Die bedeutendste und geschickteste dieser Holding ist Yimpaș – in der Türkei ein großer Konzern, in Deutschland vor allem bekannt durch seine Kaufhauskette. Es schien eine seriöse wie lukrative Sache: Unter anderem zehn große Kaufhäuser der Metro-Kaufhof-Horten-Gruppe hatte Yimpaș übernommen und zu streng islamisch wirtschaftenden Geschäften gemacht – inklusive spezieller Gebetsräume.

Auch in Köln unterhielt Yimpaș mehrere Geschäfte: einen Möbelladen und einen Supermarkt in Ehrenfeld sowie einen weiteren in Kalk. 50 solcher Läden sollten es insgesamt werden, erzählten eifrige Geldsammler. Dafür brauche man viel Kapital. Schon bald hatte der geschickt verästelte Konzern nach eigenen Angaben 120.000 Anleger gewonnen – und etliche hundert Millionen Mark.

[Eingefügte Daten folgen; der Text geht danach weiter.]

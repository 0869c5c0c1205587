use assert_cmd::cargo_bin;
use assert_cmd::prelude::*;
use predicates::prelude::*;
use std::io::Write;
use std::process::Command;

#[cfg(not(feature = "storage-rocksdb"))]
#[test]
fn test_rocksdb_fallback_warning() {
    let mut csv = tempfile::NamedTempFile::new().unwrap();
    writeln!(csv, "type, order_id, amount, instrument, gateway, status, reason").unwrap();
    writeln!(csv, "initiate, order-1, 100.0, card, , , ").unwrap();

    let mut cmd = Command::new(cargo_bin!("payroute"));
    cmd.arg(csv.path())
        .arg("--config")
        .arg("tests/fixtures/all_succeed.toml")
        .arg("--db-path")
        .arg("some_db");

    cmd.assert()
        .success()
        .stderr(predicate::str::contains("Persistent storage requested via --db-path, but 'storage-rocksdb' feature is not enabled. Falling back to In-Memory storage."));
}

#[cfg(feature = "storage-rocksdb")]
#[test]
fn test_rocksdb_no_fallback_warning() {
    let mut csv = tempfile::NamedTempFile::new().unwrap();
    writeln!(csv, "type, order_id, amount, instrument, gateway, status, reason").unwrap();
    writeln!(csv, "initiate, order-1, 100.0, card, , , ").unwrap();

    let dir = tempfile::tempdir().unwrap();
    let db_path = dir.path().join("test_db");

    let mut cmd = Command::new(cargo_bin!("payroute"));
    cmd.arg(csv.path())
        .arg("--config")
        .arg("tests/fixtures/all_succeed.toml")
        .arg("--db-path")
        .arg(&db_path);

    cmd.assert()
        .success()
        .stderr(predicate::str::contains("Falling back").not());
}
#![allow(dead_code)]

use payroute::application::health::HealthEvaluator;
use payroute::application::selector::{GatewaySelector, RandomSource};
use payroute::config::{GatewayDescriptor, HealthConfig};
use payroute::domain::clock::ManualClock;
use payroute::infrastructure::in_memory::InMemoryHealthStore;
use std::fs::File;
use std::io::Error;
use std::path::Path;
use std::sync::Arc;

pub const EVENTS_HEADER: [&str; 7] = [
    "type",
    "order_id",
    "amount",
    "instrument",
    "gateway",
    "status",
    "reason",
];

/// Writes `rows` initiate events with order ids `order-1..=order-rows`.
pub fn generate_events_csv(path: &Path, rows: usize) -> Result<(), Error> {
    let file = File::create(path)?;
    let mut wtr = csv::WriterBuilder::new().from_writer(file);

    wtr.write_record(EVENTS_HEADER)?;
    for i in 1..=rows {
        let order_id = format!("order-{}", i);
        wtr.write_record(["initiate", &order_id, "10.00", "card", "", "", ""])?;
    }

    wtr.flush()?;
    Ok(())
}

pub fn razorpay_payu_cashfree() -> Vec<GatewayDescriptor> {
    vec![
        GatewayDescriptor::new("razorpay", 40, true),
        GatewayDescriptor::new("payu", 35, true),
        GatewayDescriptor::new("cashfree", 25, true),
    ]
}

/// Evaluator on an in-memory store with a manually driven clock
/// (threshold 50%, 15 minute window, 5 minute cooldown).
pub fn manual_evaluator() -> (Arc<HealthEvaluator>, Arc<ManualClock>) {
    let clock = Arc::new(ManualClock::default());
    let evaluator = Arc::new(HealthEvaluator::new(
        Box::new(InMemoryHealthStore::new()),
        HealthConfig::default(),
        clock.clone(),
    ));
    (evaluator, clock)
}

pub fn selector(
    evaluator: Arc<HealthEvaluator>,
    random: Box<dyn RandomSource>,
) -> GatewaySelector {
    GatewaySelector::with_random(razorpay_payu_cashfree(), evaluator, random)
}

Doch im Sommer 2002 begann die schöne Fassade zu bröckeln. Die Yimpaș-Tochter, die für die Kaufhäuser in Deutschland zuständig war, ging Pleite.

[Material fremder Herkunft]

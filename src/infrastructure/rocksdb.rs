use crate::domain::health::HealthWindow;
use crate::domain::ports::{HealthWindowStore, TransactionStore};
use crate::domain::transaction::Transaction;
use crate::error::{Result, RoutingError};
use async_trait::async_trait;
use chrono::{DateTime, Utc};
use rocksdb::{ColumnFamily, ColumnFamilyDescriptor, DB, Direction, IteratorMode, Options, WriteBatch};
use serde::Serialize;
use serde::de::DeserializeOwned;
use std::path::Path;
use std::sync::Arc;

/// Column Family for storing gateway health windows.
pub const CF_HEALTH_WINDOWS: &str = "health_windows";
/// Column Family for storing transactions by order id.
pub const CF_TRANSACTIONS: &str = "transactions";

/// A persistent store implementation using RocksDB.
///
/// Health windows are keyed by `gateway name, 0x00, window start`, so a
/// prefix scan walks one gateway's windows oldest first. Transactions are
/// keyed by order id. Values are JSON.
///
/// This struct is thread-safe (`Clone` shares the underlying `Arc<DB>`).
#[derive(Clone)]
pub struct RocksDBStore {
    db: Arc<DB>,
}

impl RocksDBStore {
    /// Opens or creates a RocksDB instance at the specified path.
    ///
    /// Ensures that the required column families exist.
    pub fn open<P: AsRef<Path>>(path: P) -> Result<Self> {
        let mut opts = Options::default();
        opts.create_if_missing(true);
        opts.create_missing_column_families(true);

        let cf_windows = ColumnFamilyDescriptor::new(CF_HEALTH_WINDOWS, Options::default());
        let cf_transactions = ColumnFamilyDescriptor::new(CF_TRANSACTIONS, Options::default());

        let db = DB::open_cf_descriptors(&opts, path, vec![cf_windows, cf_transactions])?;

        Ok(Self { db: Arc::new(db) })
    }

    fn cf(&self, name: &str) -> Result<&ColumnFamily> {
        self.db
            .cf_handle(name)
            .ok_or_else(|| RoutingError::internal(format!("{} column family not found", name)))
    }
}

fn gateway_prefix(gateway_name: &str) -> Vec<u8> {
    let mut prefix = Vec::with_capacity(gateway_name.len() + 1);
    prefix.extend_from_slice(gateway_name.as_bytes());
    prefix.push(0);
    prefix
}

// Sign bit flipped so that big-endian byte order matches time order.
fn window_key(gateway_name: &str, window_start: DateTime<Utc>) -> Vec<u8> {
    let mut key = gateway_prefix(gateway_name);
    let ordered = (window_start.timestamp_millis() as u64) ^ (1 << 63);
    key.extend_from_slice(&ordered.to_be_bytes());
    key
}

fn to_json<T: Serialize>(value: &T) -> Result<Vec<u8>> {
    serde_json::to_vec(value).map_err(|e| {
        RoutingError::InternalError(Box::new(std::io::Error::new(
            std::io::ErrorKind::InvalidData,
            format!("Serialization error: {}", e),
        )))
    })
}

fn from_json<T: DeserializeOwned>(bytes: &[u8]) -> Result<T> {
    serde_json::from_slice(bytes).map_err(|e| {
        RoutingError::InternalError(Box::new(std::io::Error::new(
            std::io::ErrorKind::InvalidData,
            format!("Deserialization error: {}", e),
        )))
    })
}

#[async_trait]
impl HealthWindowStore for RocksDBStore {
    async fn current(
        &self,
        gateway_name: &str,
        since: DateTime<Utc>,
    ) -> Result<Option<HealthWindow>> {
        let cf = self.cf(CF_HEALTH_WINDOWS)?;
        let prefix = gateway_prefix(gateway_name);
        let start = window_key(gateway_name, since);

        let mut latest = None;
        for item in self
            .db
            .iterator_cf(cf, IteratorMode::From(&start, Direction::Forward))
        {
            let (key, value) = item?;
            if !key.starts_with(&prefix) {
                break;
            }
            latest = Some(value);
        }

        latest.map(|bytes| from_json(&bytes)).transpose()
    }

    async fn save(&self, window: HealthWindow) -> Result<()> {
        let cf = self.cf(CF_HEALTH_WINDOWS)?;
        let key = window_key(&window.gateway_name, window.window_start);
        let value = to_json(&window)?;
        self.db.put_cf(cf, key, value)?;
        Ok(())
    }

    async fn purge_older_than(&self, cutoff: DateTime<Utc>) -> Result<usize> {
        let cf = self.cf(CF_HEALTH_WINDOWS)?;
        let mut batch = WriteBatch::default();
        let mut purged = 0;

        for item in self.db.iterator_cf(cf, IteratorMode::Start) {
            let (key, value) = item?;
            let window: HealthWindow = from_json(&value)?;
            if window.window_start < cutoff {
                batch.delete_cf(cf, key);
                purged += 1;
            }
        }

        self.db.write(batch)?;
        Ok(purged)
    }

    async fn all_current_windows(&self, since: DateTime<Utc>) -> Result<Vec<HealthWindow>> {
        let cf = self.cf(CF_HEALTH_WINDOWS)?;
        let mut windows = Vec::new();

        for item in self.db.iterator_cf(cf, IteratorMode::Start) {
            let (_key, value) = item?;
            let window: HealthWindow = from_json(&value)?;
            if window.window_start >= since {
                windows.push(window);
            }
        }

        Ok(windows)
    }
}

#[async_trait]
impl TransactionStore for RocksDBStore {
    async fn exists(&self, order_id: &str) -> Result<bool> {
        let cf = self.cf(CF_TRANSACTIONS)?;
        // Just check if the key exists without retrieving the value
        let result = self.db.get_pinned_cf(cf, order_id.as_bytes())?;
        Ok(result.is_some())
    }

    async fn store(&self, tx: Transaction) -> Result<()> {
        let cf = self.cf(CF_TRANSACTIONS)?;
        let value = to_json(&tx)?;
        self.db.put_cf(cf, tx.order_id.as_bytes(), value)?;
        Ok(())
    }

    async fn get(&self, order_id: &str) -> Result<Option<Transaction>> {
        let cf = self.cf(CF_TRANSACTIONS)?;
        self.db
            .get_cf(cf, order_id.as_bytes())?
            .map(|bytes| from_json(&bytes))
            .transpose()
    }
}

Der eingesetzte Insolvenzverwalter Karl-Heinrich Lorenz fand sich unversehens in einer anderen Welt wieder: Mehrere Tage benötigte er beispielsweise, um herauszufinden, wer als Betriebsleiter des Yimpaș-Kaufhauses in Ludwigshafen fungierte. Dann hatte er ihn aufgespürt: Es war der örtliche Imam. Der Gottesmann allerdings weigerte sich, mit einem Ungläubigen auch nur zu reden. Lorenz stellte fest, dass die Kaufhäuser von Anfang an unwirtschaftlich gearbeitet hatten. Zugleich sollen über die Yimpaș-Verwaltungsgesellschaft insgesamt 293 Millionen Euro Anlegergelder in die Türkei abgeflossen sein. Sein Fazit: „Die Geschäfte dienten dazu, Anleger zu werben.“ Ein Ex-Mitarbeiter wird deutlicher: „Die Kaufhäuser waren nur Fassade!“

Alles nur Tarnung zur Abzocke? Einiges spricht jedenfalls dafür, dass mit dem Geld der „Deutschländer“ die islamistische Bewegung in der Türkei gesponsort wurde: die Aktivitäten von Islamisten-Führer Necmettin Erbakan und die seines Ziehsohns Recep Tayyip Erdogan, des heutigen Ministerpräsidenten. Darauf weisen die Recherchen von Uebel und Ugurlu.

Die verantwortlichen Yimpaș-Manager jedenfalls haben sich längst aus Deutschland in die Türkei zurückgezogen. Sie spotten über die Abgezockten: „Die Leute müssen selbst ein bisschen schlau sein.“ An dem Yimpaș-Supermarkt in Ehrenfeld blieb nur ein Zettel vom Traum auf das islamisch-korrekte Geld zurück: „Geschlossen wegen Umbau.“

„Konkurs im Namen Allahs. Wie islamische Geschäftemacher die Deutschtürken ausnehmen“, WDR-Fernsehen, heute, 22.30 Uhr.